SOURCE MATERIAL:
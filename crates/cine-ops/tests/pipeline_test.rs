//! End-to-end pipeline tests for cine-ops.

use approx::assert_abs_diff_eq;
use cine_core::{Bounds, FrameBuffer, luminance};
use cine_ops::grade::{HighlightParams, PixelOp, PixelSite, apply_chain, pixel_chain};
use cine_ops::pipeline::{FrameContext, RenderRequest, apron, is_identity, process_window, render};
use cine_ops::LookParams;

fn neutral_look() -> LookParams {
    let mut look = LookParams::default();
    look.tonal.strength = 0.0;
    look.highlight = HighlightParams::bypass();
    look
}

fn test_card(w: u32, h: u32) -> FrameBuffer {
    let mut img = FrameBuffer::new(Bounds::from_size(w, h));
    for y in 0..h as usize {
        for x in 0..w as usize {
            let u = x as f32 / w as f32;
            let v = y as f32 / h as f32;
            let hot = if (x / 7 + y / 5) % 9 == 0 { 2.5 } else { 0.0 };
            img.set_pixel(x, y, [u + hot, v * 0.8 + hot, (1.0 - u) * 0.6 + hot, 1.0]);
        }
    }
    img
}

#[test]
fn test_apron_example() {
    let mut look = neutral_look();
    look.mist.enable = true;
    look.dreamy.enable = true;
    look.dreamy.radius = 10.0;
    look.glow.radius = 40.0;
    look.halation.enable = true;
    look.halation.radius = 60.0;

    assert_eq!(apron::total_reach_for(&look, 1.0), 66.0);
    assert_eq!(apron::for_look(&look, 1.0), 68);
}

#[test]
fn test_neutral_look_is_bit_identical() {
    let look = neutral_look();
    assert!(is_identity(&look));

    let src = test_card(48, 27);
    let out = render(&src, &RenderRequest::full_frame(src.bounds()), &look);
    for (a, b) in src.pixels().zip(out.pixels()) {
        assert_eq!(a, b);
    }
}

#[test]
fn test_disabled_modules_are_idempotent() {
    let src = test_card(32, 18);
    let req = RenderRequest::full_frame(src.bounds());
    let base = render(&src, &req, &neutral_look());

    let mut look = neutral_look();
    look.ingest.enable = false;
    look.ingest.exposure_trim = 1.5;
    look.film.amount = 0.0;
    look.film.highlight_warmth = 1.0;
    look.energy.vibrance = 2.0;
    look.split_tone.strength = 1.0;
    look.grain.amount = 1.0;
    look.dither.enable = true;
    look.dither.amount = 0.0;
    look.glow.amount = 5.0;
    look.vignette.amount = 1.0;

    assert!(is_identity(&look));
    let out = render(&src, &req, &look);
    assert_eq!(out, base);
    assert_eq!(render(&out, &req, &look), base);
}

#[test]
fn test_uniform_frame_equals_pixel_chain() {
    let colour = [0.42, 0.31, 0.2, 1.0];
    let src = FrameBuffer::filled(Bounds::from_size(40, 30), colour);

    let mut look = LookParams::default();
    look.ingest.exposure_trim = 0.3;
    look.ingest.temperature = 0.2;
    look.film.amount = 0.6;
    look.film.preset = cine_ops::grade::FilmPreset::Portra;
    look.tonal.contrast = 1.3;
    look.energy.enable = true;
    look.energy.vibrance = 1.4;
    look.highlight.threshold = 0.4;
    look.split_tone.enable = true;
    look.split_tone.strength = 0.5;

    let req = RenderRequest::new(Bounds::new(5, 5, 35, 25), src.bounds());
    let out = render(&src, &req, &look);

    let frame = FrameContext::new(&req, apron::for_look(&look, 1.0));
    let ops: Vec<Box<dyn PixelOp>> = pixel_chain(&look, &frame).into_iter().filter(|op| op.is_active()).collect();
    let expected = apply_chain(&ops, [colour[0], colour[1], colour[2]], PixelSite { x: 0, y: 0 });

    for p in out.pixels() {
        assert_eq!(&p[..3], &expected[..]);
        assert_eq!(p[3], 1.0);
    }
    assert_ne!(expected, [colour[0], colour[1], colour[2]]);
}

#[test]
fn test_static_grain_is_deterministic() {
    let src = FrameBuffer::filled(Bounds::from_size(64, 64), [0.35, 0.35, 0.35, 1.0]);
    let mut look = neutral_look();
    look.grain.enable = true;
    look.grain.amount = 0.6;
    look.grain.temporal_speed = 0.0;

    let at = |time: f64| render(&src, &RenderRequest::full_frame(src.bounds()).with_time(time), &look);

    let a = at(1.0);
    assert_eq!(a, at(1.0));
    // Frames 24 and 36 fall in the same 24-frame hold.
    assert_eq!(a, at(1.5));
    assert_ne!(a, at(2.0));
    assert!(a.pixels().any(|p| p[0] != 0.35));
}

#[test]
fn test_tiles_are_seamless() {
    let src = test_card(60, 48);
    let mut look = neutral_look();
    look.mist.enable = true;
    look.mist.strength = 0.4;
    look.mist.threshold = 0.3;
    look.glow.enable = true;
    look.glow.amount = 0.5;
    look.glow.radius = 4.0;
    look.vignette.enable = true;
    look.vignette.amount = 0.6;

    let req = RenderRequest::full_frame(src.bounds());
    let whole = render(&src, &req, &look);

    let mut tiled = FrameBuffer::new(src.bounds());
    for band in src.bounds().bands(13) {
        for cols in [Bounds::new(0, band.y1, 25, band.y2), Bounds::new(25, band.y1, 60, band.y2)] {
            process_window(&src, &mut tiled, &RenderRequest { window: cols, ..req }, &look);
        }
    }

    for (a, b) in whole.pixels().zip(tiled.pixels()) {
        for c in 0..4 {
            assert_abs_diff_eq!(a[c], b[c], epsilon = 1e-4);
        }
    }
}

#[test]
fn test_mist_only_lifts() {
    let src = test_card(50, 40);
    let mut look = neutral_look();
    look.mist.enable = true;
    look.mist.strength = 1.5;
    look.mist.threshold = 0.2;
    look.mist.warmth = -0.8;

    let out = render(&src, &RenderRequest::full_frame(src.bounds()), &look);
    for (a, b) in src.pixels().zip(out.pixels()) {
        assert!(luminance([b[0], b[1], b[2]]) >= luminance([a[0], a[1], a[2]]) - 1e-6);
    }
}

#[test]
fn test_render_scale_changes_blur_extent() {
    let src = test_card(80, 40);
    let mut look = neutral_look();
    look.dreamy.enable = true;
    look.dreamy.radius = 20.0;

    let full = process_window(
        &src,
        &mut FrameBuffer::new(src.bounds()),
        &RenderRequest::full_frame(src.bounds()),
        &look,
    );
    let half = process_window(
        &src,
        &mut FrameBuffer::new(src.bounds()),
        &RenderRequest::full_frame(src.bounds()).with_render_scale(0.5),
        &look,
    );
    assert_eq!(full.apron, 22);
    assert_eq!(half.apron, 12);
}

WHAT THIS TASK INVOLVES: In the listing above, find the line with "tests for cine-ops." and the line with "assert_eq!(apron::total_reach_for(&look, 1.0), 66.0);", then print exactly those two lines and every line between them, and nothing more.

RESULT OF THIS TASK:
//! End-to-end pipeline tests for cine-ops.

use approx::assert_abs_diff_eq;
use cine_core::{Bounds, FrameBuffer, luminance};
use cine_ops::grade::{HighlightParams, PixelOp, PixelSite, apply_chain, pixel_chain};
use cine_ops::pipeline::{FrameContext, RenderRequest, apron, is_identity, process_window, render};
use cine_ops::LookParams;

fn neutral_look() -> LookParams {
    let mut look = LookParams::default();
    look.tonal.strength = 0.0;
    look.highlight = HighlightParams::bypass();
    look
}

fn test_card(w: u32, h: u32) -> FrameBuffer {
    let mut img = FrameBuffer::new(Bounds::from_size(w, h));
    for y in 0..h as usize {
        for x in 0..w as usize {
            let u = x as f32 / w as f32;
            let v = y as f32 / h as f32;
            let hot = if (x / 7 + y / 5) % 9 == 0 { 2.5 } else { 0.0 };
            img.set_pixel(x, y, [u + hot, v * 0.8 + hot, (1.0 - u) * 0.6 + hot, 1.0]);
        }
    }
    img
}

#[test]
fn test_apron_example() {
    let mut look = neutral_look();
    look.mist.enable = true;
    look.dreamy.enable = true;
    look.dreamy.radius = 10.0;
    look.glow.radius = 40.0;
    look.halation.enable = true;
    look.halation.radius = 60.0;

    assert_eq!(apron::total_reach_for(&look, 1.0), 66.0);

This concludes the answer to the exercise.